One of Moderna's New Year's resolutions appears to have been to expand its genomics output. The latest move in this area sees the mRNA company pen a partnership with ElevateBio’s Life Edit Therapeutics with the aim of developing next-gen gene editing therapies for hard-to-treat diseases.

Over the past few years, Moderna has raked in a mountain of cash from its successful COVID vaccine Spikevax and is now funneling some of those funds into gene medicine. The company even created a genomics arm to harness its RNA delivery platform for creating in vivo gene editing therapeutics, as well as using its first acquisition to bring on board OriCiro Genomics in January. 

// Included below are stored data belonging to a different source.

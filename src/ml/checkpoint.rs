//! Persisted model + optimizer snapshots.
//!
//! A checkpoint is a single JSON document. Writes go through a temporary
//! file in the target directory and are renamed into place, so readers see
//! either the previous checkpoint or the new one.

use std::fs::File;
use std::io::{BufReader, BufWriter, Write};
use std::path::{Path, PathBuf};

use serde::{Deserialize, Serialize};
use thiserror::Error;

use super::model::{ModelError, SimilarityModel, SimilarityWeights};
use super::optim::Adam;

/// Current on-disk checkpoint layout.
pub const CHECKPOINT_FORMAT_VERSION: u32 = 1;

#[derive(Debug, Error)]
pub enum CheckpointError {
    #[error("Failed to write checkpoint {path}: {source}")]
    Write {
        path: PathBuf,
        source: std::io::Error,
    },
    #[error("Failed to read checkpoint {path}: {source}")]
    Read {
        path: PathBuf,
        source: std::io::Error,
    },
    #[error("Checkpoint {path} is not valid JSON: {source}")]
    Json {
        path: PathBuf,
        source: serde_json::Error,
    },
    #[error("Unsupported checkpoint format {found} (expected {CHECKPOINT_FORMAT_VERSION})")]
    Version { found: u32 },
    #[error("Checkpoint weights are inconsistent: {0}")]
    Model(#[from] ModelError),
}

#[derive(Serialize)]
struct CheckpointRef<'a> {
    format_version: u32,
    model: &'a SimilarityWeights,
    optimizer: &'a Adam,
}

/// Loaded checkpoint contents.
#[derive(Debug, Clone, Deserialize)]
pub struct Checkpoint {
    format_version: u32,
    model: SimilarityWeights,
    optimizer: Adam,
}

impl Checkpoint {
    /// Rebuild the model, discarding optimizer state.
    pub fn into_model(self) -> Result<SimilarityModel, CheckpointError> {
        Ok(SimilarityModel::from_weights(self.model)?)
    }

    /// Rebuild both model and optimizer, e.g. to continue training.
    pub fn into_parts(self) -> Result<(SimilarityModel, Adam), CheckpointError> {
        let model = SimilarityModel::from_weights(self.model)?;
        let optimizer = if self.optimizer.matches(model.weights()) {
            self.optimizer
        } else {
            tracing::warn!("Optimizer state does not match model shape; starting fresh");
            model.optimizer(self.optimizer.learning_rate(), self.optimizer.weight_decay())
        };
        Ok((model, optimizer))
    }
}

/// Atomically replace the checkpoint at `path`.
pub fn save(path: &Path, model: &SimilarityModel, optimizer: &Adam) -> Result<(), CheckpointError> {
    let write_err = |source: std::io::Error| CheckpointError::Write {
        path: path.to_path_buf(),
        source,
    };
    let dir = path.parent().unwrap_or_else(|| Path::new("."));
    std::fs::create_dir_all(dir).map_err(write_err)?;
    let staged = tempfile::NamedTempFile::new_in(dir).map_err(write_err)?;
    {
        let mut writer = BufWriter::new(staged.as_file());
        serde_json::to_writer(
            &mut writer,
            &CheckpointRef {
                format_version: CHECKPOINT_FORMAT_VERSION,
                model: model.weights(),
                optimizer,
            },
        )
        .map_err(|source| CheckpointError::Json {
            path: path.to_path_buf(),
            source,
        })?;
        writer.flush().map_err(write_err)?;
    }
    staged.as_file().sync_all().map_err(write_err)?;
    staged.persist(path).map_err(|err| write_err(err.error))?;
    Ok(())
}

/// Read a checkpoint written by [`save`].
pub fn load(path: &Path) -> Result<Checkpoint, CheckpointError> {
    let file = File::open(path).map_err(|source| CheckpointError::Read {
        path: path.to_path_buf(),
        source,
    })?;
    let checkpoint: Checkpoint =
        serde_json::from_reader(BufReader::new(file)).map_err(|source| CheckpointError::Json {
            path: path.to_path_buf(),
            source,
        })?;
    if checkpoint.format_version != CHECKPOINT_FORMAT_VERSION {
        return Err(CheckpointError::Version {
            found: checkpoint.format_version,
        });
    }
    Ok(checkpoint)
}
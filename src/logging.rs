//! Logging setup for the command-line tool.
//!
//! Installs a global tracing subscriber that mirrors events to stdout and a
//! per-launch log file. Files are timestamped and only the newest few are
//! kept.

use std::{
    fs::{self, OpenOptions},
    path::{Path, PathBuf},
    sync::OnceLock,
    time::SystemTime,
};

use time::{OffsetDateTime, UtcOffset, format_description::FormatItem, macros::format_description};
use tracing_appender::{non_blocking::WorkerGuard, rolling};
use tracing_subscriber::{EnvFilter, Registry, fmt, prelude::*};

use crate::app_dirs;

/// Maximum number of launch logs kept in the log directory.
const MAX_LOG_FILES: usize = 10;
const LOG_FILE_PREFIX: &str = "oneshot";
const DEFAULT_FILTER: &str = "info";

static LOG_GUARD: OnceLock<WorkerGuard> = OnceLock::new();

/// Errors that may occur while initializing logging.
#[derive(Debug, thiserror::Error)]
pub enum LoggingError {
    /// The application log directory could not be resolved or created.
    #[error("Failed to prepare log directory: {0}")]
    Dir(#[from] app_dirs::AppDirError),
    /// Failed to enumerate existing log files for pruning.
    #[error("Failed to read log directory {path}: {source}")]
    ReadDir {
        path: PathBuf,
        source: std::io::Error,
    },
    /// Failed to remove an obsolete log file.
    #[error("Failed to remove old log file {path}: {source}")]
    RemoveFile {
        path: PathBuf,
        source: std::io::Error,
    },
    /// Failed to format a timestamp for the log filename.
    #[error("Failed to format log filename time: {0}")]
    FormatTime(time::error::Format),
    /// Failed to set the global tracing subscriber.
    #[error("Failed to install global tracing subscriber: {0}")]
    SetGlobal(tracing::subscriber::SetGlobalDefaultError),
    /// Failed to create the log file for this launch.
    #[error("Failed to create log file at {path}: {source}")]
    CreateLogFile {
        path: PathBuf,
        source: std::io::Error,
    },
}

/// Initialize tracing in the default application log directory.
///
/// Subsequent calls are no-ops. Callers are expected to report the error and
/// keep running without a file log.
pub fn init() -> Result<PathBuf, LoggingError> {
    let dir = app_dirs::logs_dir()?;
    init_in(&dir)
}

/// Initialize tracing with the file layer rooted at `log_dir`.
///
/// Returns the path of the log file created for this launch.
pub fn init_in(log_dir: &Path) -> Result<PathBuf, LoggingError> {
    let log_file_name = format_log_file_name(now_local_or_utc())?;
    let log_path = log_dir.join(&log_file_name);
    if LOG_GUARD.get().is_some() {
        return Ok(log_path);
    }
    touch(&log_path)?;
    prune_old_logs(log_dir, MAX_LOG_FILES)?;

    let (file_writer, guard) =
        tracing_appender::non_blocking(rolling::never(log_dir, &log_file_name));
    let timer = build_timer();
    let stdout_layer = fmt::layer()
        .with_target(false)
        .with_timer(timer.clone())
        .with_writer(std::io::stdout);
    let file_layer = fmt::layer()
        .with_ansi(false)
        .with_timer(timer)
        .with_writer(file_writer);

    let subscriber = Registry::default()
        .with(build_env_filter())
        .with(stdout_layer)
        .with(file_layer);
    tracing::subscriber::set_global_default(subscriber).map_err(LoggingError::SetGlobal)?;
    let _ = LOG_GUARD.set(guard);

    tracing::debug!("Logging to {}", log_path.display());
    Ok(log_path)
}

fn touch(path: &Path) -> Result<(), LoggingError> {
    OpenOptions::new()
        .create(true)
        .append(true)
        .open(path)
        .map(|_| ())
        .map_err(|source| LoggingError::CreateLogFile {
            path: path.to_path_buf(),
            source,
        })
}

fn prune_old_logs(dir: &Path, max_files: usize) -> Result<(), LoggingError> {
    let mut logs = fs::read_dir(dir)
        .map_err(|source| LoggingError::ReadDir {
            path: dir.to_path_buf(),
            source,
        })?
        .filter_map(|entry| entry.ok())
        .filter(|entry| entry.file_type().map(|ft| ft.is_file()).unwrap_or(false))
        .map(|entry| entry.path())
        .filter(|path| is_launch_log(path))
        .map(|path| {
            let modified = fs::metadata(&path)
                .and_then(|meta| meta.modified())
                .unwrap_or(SystemTime::UNIX_EPOCH);
            (modified, path)
        })
        .collect::<Vec<_>>();

    if logs.len() <= max_files {
        return Ok(());
    }
    logs.sort_by_key(|(modified, _)| *modified);
    let excess = logs.len() - max_files;
    for (_, path) in logs.into_iter().take(excess) {
        fs::remove_file(&path).map_err(|source| LoggingError::RemoveFile { path, source })?;
    }
    Ok(())
}

fn is_launch_log(path: &Path) -> bool {
    let is_log = path.extension().and_then(|ext| ext.to_str()) == Some("log");
    let ours = path
        .file_name()
        .and_then(|name| name.to_str())
        .is_some_and(|name| name.starts_with(LOG_FILE_PREFIX));
    is_log && ours
}

fn format_log_file_name(now: OffsetDateTime) -> Result<String, LoggingError> {
    const NAME_FORMAT: &[FormatItem<'_>] =
        format_description!("[year]-[month]-[day]_[hour]-[minute]-[second]");
    let name = now.format(NAME_FORMAT).map_err(LoggingError::FormatTime)?;
    Ok(format!("{LOG_FILE_PREFIX}_{name}.log"))
}

fn build_timer() -> fmt::time::OffsetTime<time::format_description::BorrowedFormatItem<'static>> {
    const DISPLAY_FORMAT: &[FormatItem<'static>] =
        format_description!("[hour]:[minute]:[second]");
    let offset = UtcOffset::current_local_offset().unwrap_or(UtcOffset::UTC);
    fmt::time::OffsetTime::new(offset, DISPLAY_FORMAT.into())
}

fn now_local_or_utc() -> OffsetDateTime {
    OffsetDateTime::now_local().unwrap_or_else(|_| OffsetDateTime::now_utc())
}

fn build_env_filter() -> EnvFilter {
    EnvFilter::try_from_default_env().unwrap_or_else(|_| EnvFilter::new(DEFAULT_FILTER))
}

#[cfg(test)]
mod tests {
    use super::*;
    use std::{thread, time::Duration};
    use tempfile::tempdir;

    #[test]
    fn log_filename_has_timestamp_and_prefix() {
        let fixed = OffsetDateTime::from_unix_timestamp(1_700_000_000).unwrap();
        let name = format_log_file_name(fixed).unwrap();
        assert_eq!(name, "oneshot_2023-11-14_22-13-20.log");
    }

    #[test]
    fn prune_keeps_newest_launch_logs_and_ignores_foreign_files() {
        let dir = tempdir().unwrap();
        for idx in 0..12 {
            touch(&dir.path().join(format!("oneshot_{idx}.log"))).unwrap();
            thread::sleep(Duration::from_millis(10));
        }
        fs::write(dir.path().join("notes.log"), "keep me").unwrap();

        prune_old_logs(dir.path(), 10).unwrap();

        assert!(!dir.path().join("oneshot_0.log").exists());
        assert!(!dir.path().join("oneshot_1.log").exists());
        assert!(dir.path().join("oneshot_11.log").exists());
        assert!(dir.path().join("notes.log").exists());
    }
}
use std::{
    path::PathBuf,
    sync::{Mutex, OnceLock},
};

use oneshot::app_dirs::CONFIG_HOME_ENV;

static ENV_LOCK: OnceLock<Mutex<()>> = OnceLock::new();

/// Points `ONESHOT_CONFIG_HOME` at a scratch directory for one test.
pub struct ConfigHomeGuard {
    previous: Option<String>,
    _lock: std::sync::MutexGuard<'static, ()>,
}

impl ConfigHomeGuard {
    pub fn set_config_home(path: PathBuf) -> Self {
        let lock = ENV_LOCK
            .get_or_init(|| Mutex::new(()))
            .lock()
            .unwrap_or_else(|err| err.into_inner());
        let previous = std::env::var(CONFIG_HOME_ENV).ok();
        // SAFETY: tests run under a global lock to prevent concurrent env mutations.
        unsafe {
            std::env::set_var(CONFIG_HOME_ENV, path);
        }
        Self {
            previous,
            _lock: lock,
        }
    }
}

impl Drop for ConfigHomeGuard {
    fn drop(&mut self) {
        // SAFETY: tests run under a global lock to prevent concurrent env mutations.
        unsafe {
            match self.previous.take() {
                Some(value) => std::env::set_var(CONFIG_HOME_ENV, value),
                None => std::env::remove_var(CONFIG_HOME_ENV),
            }
        }
    }
}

Now, the Big Biotech is combining its mRNA platform with Life Edit’s suite of gene editing tools to go after a set of unnamed therapeutic targets. While specific financial details weren’t disclosed, Life Edit will receive an upfront payment and Moderna will fund joint research and preclinical studies.

If Moderna chooses to exercise its optioning rights for these targets, the company will take over further development, manufacturing and commercialization responsibilities, with Life Edit eligible for milestone and royalty payments.

“We think it's a very robust deal without the financials being specified,” ElevateBio’s CEO David Hallal told Fierce Biotech.

As for the targets at the center of the deal, the CEO said both companies are “well aware of what it is we're going to focus on.”

“We've developed our research and preclinical plans between the two teams that starts immediately through funding from Moderna,” Hallal said. “But we believe, for competitive reasons, it makes a lot of sense for us to not disclose all of the exciting areas that we're working on together.”

Life Edit’s gene editing platform includes a large library of base editors and RNA-guided nucleases (RGNs). The RGNs are smaller than other conventional nucleases—such as those currently used for CRISPR-Cas9—which could boost versatility for delivery.

The company's nuclease collection features a range of protospacer adjacent motifs, which allow for base editing at more sites than one nuclease alone could achieve.

The platform’s breadth drew ElevateBio to Life Edit. After buying 60% of the company, ElevateBio put down money for the remainder of the business in fall of 2021. Hallal says they “built instead of bought” Life Edit, growing it from a five-person team to over 70 employees today.

“We built the company to power the entire cell and gene therapy industry forward,” the ElevateBio CEO said. “I would call it almost a ‘spin-in’ because of how central a gene editing platform is to our overall ambition as the world's leading technology company in the cell and gene therapy space.”

The Moderna deal isn’t the first partnership for Life Edit since coming under ElevateBio’s wing, though it is the first to be publicly disclosed, according to Hallal. The private company has made nonexclusive licensing deals and pacts in the ex vivo space and may disclose more information about those in the future, the CEO said.

As for ElevateBio, the tech-driven company based in Massachusetts is growing industry collaborations while also developing its own portfolio of cell and gene medicines.  

Notably, the biotech’s first portfolio company AlloVir posted early evidence last week that its lead prospect works in solid organ transplant patients. The readout came from a phase 2 trial and suggests AlloVir has a shot at expanding beyond its initial focus on stem cell transplants. The unit has already taken the candidate, an off-the-shelf, multivirus-specific T-cell therapy dubbed posoleucel, into phase 3 trials in three indications for allogeneic hematopoietic stem cell transplant patients.